**Prompt:** Every line of the data below that holds the string "CountdownEffect" needs to be reported.

**Records from a collection:**
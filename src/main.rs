use anyhow::{Context, Result, bail};
use clap::{Args, Parser, Subcommand};
use shot_manager::config::{Config, DEFAULT_CONFIG_FILE};
use shot_manager::launcher::ToolLauncher;
use shot_manager::loader::LoadChoice;
use shot_manager::project;
use shot_manager::session::{Overrides, Session};
use std::io::{self, BufRead, Write};
use std::path::{Path, PathBuf};
use tracing_subscriber::EnvFilter;

#[derive(Parser)]
#[command(
    name = "shot-manager",
    version,
    about = "Create VFX project folders, copy shot footage and open versioned Nuke scripts"
)]
struct Cli {
    /// JSON config file. Missing file means defaults.
    #[arg(long, global = true, default_value = DEFAULT_CONFIG_FILE)]
    config: PathBuf,

    #[command(flatten)]
    paths: PathArgs,

    #[command(subcommand)]
    cmd: Commands,
}

#[derive(Args)]
struct PathArgs {
    /// Folder whose entries are the shots
    #[arg(long, global = true)]
    footage: Option<PathBuf>,

    /// Folder the project is created in
    #[arg(long, global = true)]
    project_base: Option<PathBuf>,

    #[arg(long, global = true)]
    project_name: Option<String>,

    /// Path to the Nuke executable
    #[arg(long, global = true)]
    nuke: Option<PathBuf>,

    /// Script copied to version 1 of a new shot
    #[arg(long, global = true)]
    template: Option<PathBuf>,

    /// Setup script run inside Nuke by `setup`
    #[arg(long, global = true)]
    setup_script: Option<PathBuf>,
}

#[derive(Subcommand)]
enum Commands {
    /// List the shots in the footage folder
    Shots,

    /// Create the project folder and every shot's folders
    Create,

    /// Copy each shot's footage into its input_footage folder
    Copy,

    /// Open the latest script of a shot, creating one if needed
    Load {
        shot: String,

        /// Open the latest version without asking
        #[arg(long, conflicts_with = "new_version")]
        open_existing: bool,

        /// Create the next version without asking
        #[arg(long)]
        new_version: bool,
    },

    /// Build the shot's script from the template inside Nuke
    Setup { shot: String },

    /// Check that the Nuke executable exists
    Check,
}

fn ask_open_existing(existing: &Path) -> LoadChoice {
    println!("The script already exists in the following path:");
    println!("{}", existing.display());
    print!("Open it? [Y/n] (n creates a new version) ");
    let _ = io::stdout().flush();

    let mut answer = String::new();
    if io::stdin().lock().read_line(&mut answer).is_err() {
        return LoadChoice::OpenExisting;
    }
    match answer.trim().to_ascii_lowercase().as_str() {
        "n" | "no" => LoadChoice::CreateNew,
        _ => LoadChoice::OpenExisting,
    }
}

#[tokio::main(flavor = "current_thread")]
async fn main() -> Result<()> {
    tracing_subscriber::fmt()
        .with_env_filter(
            EnvFilter::try_from_default_env().unwrap_or_else(|_| EnvFilter::new("info")),
        )
        .with_writer(io::stderr)
        .with_target(false)
        .init();

    let cli = Cli::parse();
    let config = Config::load_or_default(&cli.config).await?;
    let session = Session::new(
        config,
        Overrides {
            footage_root: cli.paths.footage,
            project_base: cli.paths.project_base,
            project_name: cli.paths.project_name,
            tool_path: cli.paths.nuke,
            template_path: cli.paths.template,
            setup_script: cli.paths.setup_script,
        },
    );
    let launcher = ToolLauncher::new(session.tool_path());

    match cli.cmd {
        Commands::Shots => {
            for shot in project::list_shots(&session).await? {
                println!("{shot}");
            }
        }
        Commands::Create => {
            let report = project::create_project(&session).await?;
            println!(
                "{} ({} shots)",
                report.project_dir.display(),
                report.shots.len()
            );
        }
        Commands::Copy => {
            let results = project::copy_footage(&session).await?;
            let failed: Vec<_> = results.iter().filter_map(|r| r.as_ref().err()).collect();
            if !failed.is_empty() {
                for err in &failed {
                    eprintln!("Error: {err}");
                }
                bail!("{} of {} shots failed to copy", failed.len(), results.len());
            }
            println!("Footage copied successfully.");
        }
        Commands::Load {
            shot,
            open_existing,
            new_version,
        } => {
            let outcome = project::load_script(&session, &launcher, &shot, |existing| {
                if open_existing {
                    LoadChoice::OpenExisting
                } else if new_version {
                    LoadChoice::CreateNew
                } else {
                    ask_open_existing(existing)
                }
            })
            .await
            .with_context(|| format!("Failed to load script for {shot}"))?;
            println!("Opening script in Nuke: {}", outcome.script.display());
        }
        Commands::Setup { shot } => {
            project::setup_shot(&session, &launcher, &shot)
                .with_context(|| format!("Failed to set up {shot}"))?;
            println!("Opening {shot} shot in Nuke....");
        }
        Commands::Check => {
            if !launcher.is_available() {
                bail!(
                    "Nuke executable not found at {}. Please provide the correct path.",
                    launcher.program().display()
                );
            }
            println!("Nuke found: {}", launcher.program().display());
        }
    }

    Ok(())
}
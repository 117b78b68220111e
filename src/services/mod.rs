//! Game services
//!
//! Algorithms and orchestration: the evasion policy, the line-of-sight
//! resolver, quadrant population, and the mediators that drive enemy and
//! player movement.

pub mod enemy;
pub mod evasion;
pub mod generation;
pub mod helm;
pub mod line_of_sight;

use rand::rngs::StdRng;

use crate::io::{Console, ScreenMap, SoundSink};
use crate::models::quadrant::Quadrant;

/// Everything a mediator touches during one tick, borrowed for the duration
/// of the call. Built fresh each tick by the driver — there is no hidden
/// global state behind the mediators.
pub struct TickContext<'a> {
    pub quadrant: &'a mut Quadrant,
    pub rng: &'a mut StdRng,
    /// Monotonic simulation clock, read-only to mediators.
    pub clock: f64,
    pub screen: &'a dyn ScreenMap,
    pub sounds: &'a mut dyn SoundSink,
    pub console: &'a mut dyn Console,
}
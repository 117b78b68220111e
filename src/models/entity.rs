//! Movable entities and their handles.
//!
//! The quadrant grid never owns entity lifetime; sectors hold an opaque
//! `EntityId` back-reference and the session layer owns the ships
//! themselves.

use glam::Vec2;

use super::constants::{
    COMMANDER_INITIAL_SHIELDS, COMMANDER_MOVE_INTERVAL, Condition, INITIAL_ENERGY,
    INITIAL_SHIELDS, KLINGON_INITIAL_SHIELDS, KLINGON_MOVE_INTERVAL,
    SUPER_COMMANDER_INITIAL_SHIELDS, SUPER_COMMANDER_MOVE_INTERVAL,
};
use super::coordinates::{Coordinates, QuadrantPosition};
use super::sector::SectorKind;

/// Non-owning handle to a grid occupant.
#[derive(Debug, Clone, Copy, PartialEq, Eq, Hash)]
pub struct EntityId(u32);

impl EntityId {
    #[cfg(test)]
    pub(crate) fn test_id(raw: u32) -> EntityId {
        EntityId(raw)
    }
}

/// Hands out fresh entity handles. Owned by the session layer; ids are
/// never reused within a session.
#[derive(Debug, Default)]
pub struct EntityAllocator {
    next: u32,
}

impl EntityAllocator {
    pub fn new() -> Self {
        EntityAllocator { next: 0 }
    }

    pub fn allocate(&mut self) -> EntityId {
        let id = EntityId(self.next);
        self.next += 1;
        id
    }
}

/// Per-entity movement timing. Mutated only by the owning mediator.
#[derive(Debug, Clone, Copy)]
pub struct MotionState {
    pub in_motion: bool,
    /// Simulation clock value at the last completed move.
    pub time_since_movement: f64,
    /// Cooldown before the entity may move again.
    pub move_interval: f64,
}

impl MotionState {
    pub fn new(move_interval: f64) -> Self {
        MotionState {
            in_motion: false,
            time_since_movement: 0.0,
            move_interval,
        }
    }

    /// Cooldown guard: has enough simulation time passed since the last move?
    pub fn ready(&self, clock: f64) -> bool {
        clock - self.time_since_movement > self.move_interval
    }

    pub fn stamp(&mut self, clock: f64) {
        self.time_since_movement = clock;
    }
}

/// The hostile warship classes.
#[derive(Debug, Clone, Copy, PartialEq, Eq)]
pub enum EnemyKind {
    Klingon,
    Commander,
    SuperCommander,
}

impl EnemyKind {
    pub fn sector_kind(self) -> SectorKind {
        match self {
            EnemyKind::Klingon => SectorKind::Klingon,
            EnemyKind::Commander => SectorKind::Commander,
            EnemyKind::SuperCommander => SectorKind::SuperCommander,
        }
    }

    pub fn move_interval(self) -> f64 {
        match self {
            EnemyKind::Klingon => KLINGON_MOVE_INTERVAL,
            EnemyKind::Commander => COMMANDER_MOVE_INTERVAL,
            EnemyKind::SuperCommander => SUPER_COMMANDER_MOVE_INTERVAL,
        }
    }

    pub fn initial_shields(self) -> f64 {
        match self {
            EnemyKind::Klingon => KLINGON_INITIAL_SHIELDS,
            EnemyKind::Commander => COMMANDER_INITIAL_SHIELDS,
            EnemyKind::SuperCommander => SUPER_COMMANDER_INITIAL_SHIELDS,
        }
    }
}

/// A hostile warship within the current quadrant.
#[derive(Debug, Clone)]
pub struct EnemyShip {
    pub id: EntityId,
    pub kind: EnemyKind,
    /// Authoritative grid position.
    pub sector: Coordinates,
    pub shields: f64,
    /// Render handle: the sprite position the renderer interpolates toward.
    pub screen_position: Vec2,
    pub motion: MotionState,
}

impl EnemyShip {
    pub fn new(id: EntityId, kind: EnemyKind, sector: Coordinates) -> Self {
        EnemyShip {
            id,
            kind,
            sector,
            shields: kind.initial_shields(),
            screen_position: Vec2::ZERO,
            motion: MotionState::new(kind.move_interval()),
        }
    }

    pub fn is_alive(&self) -> bool {
        self.shields > 0.0
    }
}

/// A pending cross-quadrant jump, gated on the external warp effect.
#[derive(Debug, Clone, Copy, PartialEq, Eq)]
pub enum WarpState {
    Idle,
    Pending { destination: QuadrantPosition },
}

/// The player's starship.
#[derive(Debug, Clone)]
pub struct Enterprise {
    pub id: EntityId,
    /// Galaxy map position.
    pub quadrant: QuadrantPosition,
    /// Authoritative grid position within the current quadrant.
    pub sector: Coordinates,
    pub energy: f64,
    pub shields: f64,
    pub condition: Condition,
    /// Render handle, synced from the grid position after each move.
    pub screen_position: Vec2,
    /// Animated destination for the renderer while `motion.in_motion`.
    pub destination: Option<Vec2>,
    pub motion: MotionState,
    pub warp: WarpState,
}

impl Enterprise {
    pub fn new(id: EntityId, quadrant: QuadrantPosition, sector: Coordinates) -> Self {
        Enterprise {
            id,
            quadrant,
            sector,
            energy: INITIAL_ENERGY,
            shields: INITIAL_SHIELDS,
            condition: Condition::Green,
            screen_position: Vec2::ZERO,
            destination: None,
            motion: MotionState::new(0.0),
            warp: WarpState::Idle,
        }
    }

    /// Draw energy for a maneuver. Never goes below zero.
    pub fn consume_energy(&mut self, amount: f64) {
        self.energy = (self.energy - amount).max(0.0);
    }

    /// Low reserves trigger the Yellow condition.
    pub fn energy_low(&self) -> bool {
        self.energy < INITIAL_ENERGY * 0.1
    }
}
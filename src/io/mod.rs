//! Boundary traits for the external collaborators
//!
//! Rendering, audio, and the warp visual effect live outside this engine.
//! The mediators talk to them through these traits; mock implementations
//! in [`test_utils`] record calls for assertions, and the stock
//! implementations here are enough for headless hosts.

use glam::Vec2;

use crate::models::constants::SECTOR_EDGE;
use crate::models::coordinates::Coordinates;

/// Sound cues the engine emits. Fire-and-forget; the engine never reads
/// anything back from the sink.
#[derive(Debug, Clone, Copy, PartialEq, Eq)]
pub enum Sound {
    ImpulseEngine,
    WarpEngine,
    EnemyMove,
    Blocked,
    Docking,
}

#[derive(Debug, Clone, Copy, PartialEq, Eq)]
pub enum Severity {
    Info,
    Warning,
}

/// Trait for the audio collaborator.
pub trait SoundSink {
    fn play(&mut self, sound: Sound);
}

/// Trait for the message console the player sees.
pub trait Console {
    fn notify(&mut self, severity: Severity, message: &str);
}

/// Trait for the timed warp visual effect. The engine holds no timers of
/// its own; the helm mediator polls this once per tick while a warp is
/// pending.
pub trait WarpEffect {
    fn is_complete(&self) -> bool;
}

/// Translation between grid cells and render-space pixel positions.
pub trait ScreenMap {
    /// Screen-space center of a sector.
    fn screen_position(&self, coordinates: Coordinates) -> Vec2;
    /// Inverse mapping. Unchecked: the result may be off-grid, callers
    /// gate with `Coordinates::valid`.
    fn sector_coordinates(&self, point: Vec2) -> Coordinates;
}

/// Uniform grid layout: `origin` is the top-left corner of sector (0,0),
/// every sector is `sector_edge` screen units square.
#[derive(Debug, Clone, Copy)]
pub struct LinearScreenMap {
    origin: Vec2,
    sector_edge: f32,
}

impl LinearScreenMap {
    pub fn new(origin: Vec2, sector_edge: f32) -> Self {
        LinearScreenMap {
            origin,
            sector_edge,
        }
    }
}

impl Default for LinearScreenMap {
    fn default() -> Self {
        LinearScreenMap::new(Vec2::ZERO, SECTOR_EDGE)
    }
}

impl ScreenMap for LinearScreenMap {
    fn screen_position(&self, coordinates: Coordinates) -> Vec2 {
        self.origin
            + Vec2::new(
                (coordinates.x as f32 + 0.5) * self.sector_edge,
                (coordinates.y as f32 + 0.5) * self.sector_edge,
            )
    }

    fn sector_coordinates(&self, point: Vec2) -> Coordinates {
        let local = (point - self.origin) / self.sector_edge;
        Coordinates::new(local.x.floor() as i32, local.y.floor() as i32)
    }
}

/// No-op audio sink for hosts without sound.
#[derive(Debug, Default)]
pub struct SilentSound;

impl SoundSink for SilentSound {
    fn play(&mut self, _sound: Sound) {}
}

/// Console that prints to stdout, for terminal hosts.
#[derive(Debug, Default)]
pub struct TerminalConsole;

impl Console for TerminalConsole {
    fn notify(&mut self, severity: Severity, message: &str) {
        match severity {
            Severity::Info => println!("{}", message),
            Severity::Warning => println!("*** {} ***", message),
        }
    }
}

/// Warp effect that is always finished — for hosts without the animation.
#[derive(Debug, Default)]
pub struct InstantEffect;

impl WarpEffect for InstantEffect {
    fn is_complete(&self) -> bool {
        true
    }
}

pub mod test_utils {
    //! Recording collaborators for tests and headless drivers.

    use std::cell::Cell;

    use super::*;

    #[derive(Debug, Default)]
    pub struct RecordingSound {
        pub played: Vec<Sound>,
    }

    impl RecordingSound {
        pub fn new() -> Self {
            Self::default()
        }
    }

    impl SoundSink for RecordingSound {
        fn play(&mut self, sound: Sound) {
            self.played.push(sound);
        }
    }

    #[derive(Debug, Default)]
    pub struct RecordingConsole {
        pub messages: Vec<(Severity, String)>,
    }

    impl RecordingConsole {
        pub fn new() -> Self {
            Self::default()
        }
    }

    impl Console for RecordingConsole {
        fn notify(&mut self, severity: Severity, message: &str) {
            self.messages.push((severity, message.to_string()));
        }
    }

    /// Effect that completes after a fixed number of polls.
    #[derive(Debug)]
    pub struct CountdownEffect {
        polls_remaining: Cell<u32>,
    }

    impl CountdownEffect {
        pub fn new(polls: u32) -> Self {
            CountdownEffect {
                polls_remaining: Cell::new(polls),
            }
        }
    }

    impl WarpEffect for CountdownEffect {
        fn is_complete(&self) -> bool {
            let remaining = self.polls_remaining.get();
            if remaining == 0 {
                return true;
            }
            self.polls_remaining.set(remaining - 1);
            false
        }
    }
}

**Output for this task:**
    pub struct CountdownEffect {
    impl CountdownEffect {
            CountdownEffect {
    impl WarpEffect for CountdownEffect {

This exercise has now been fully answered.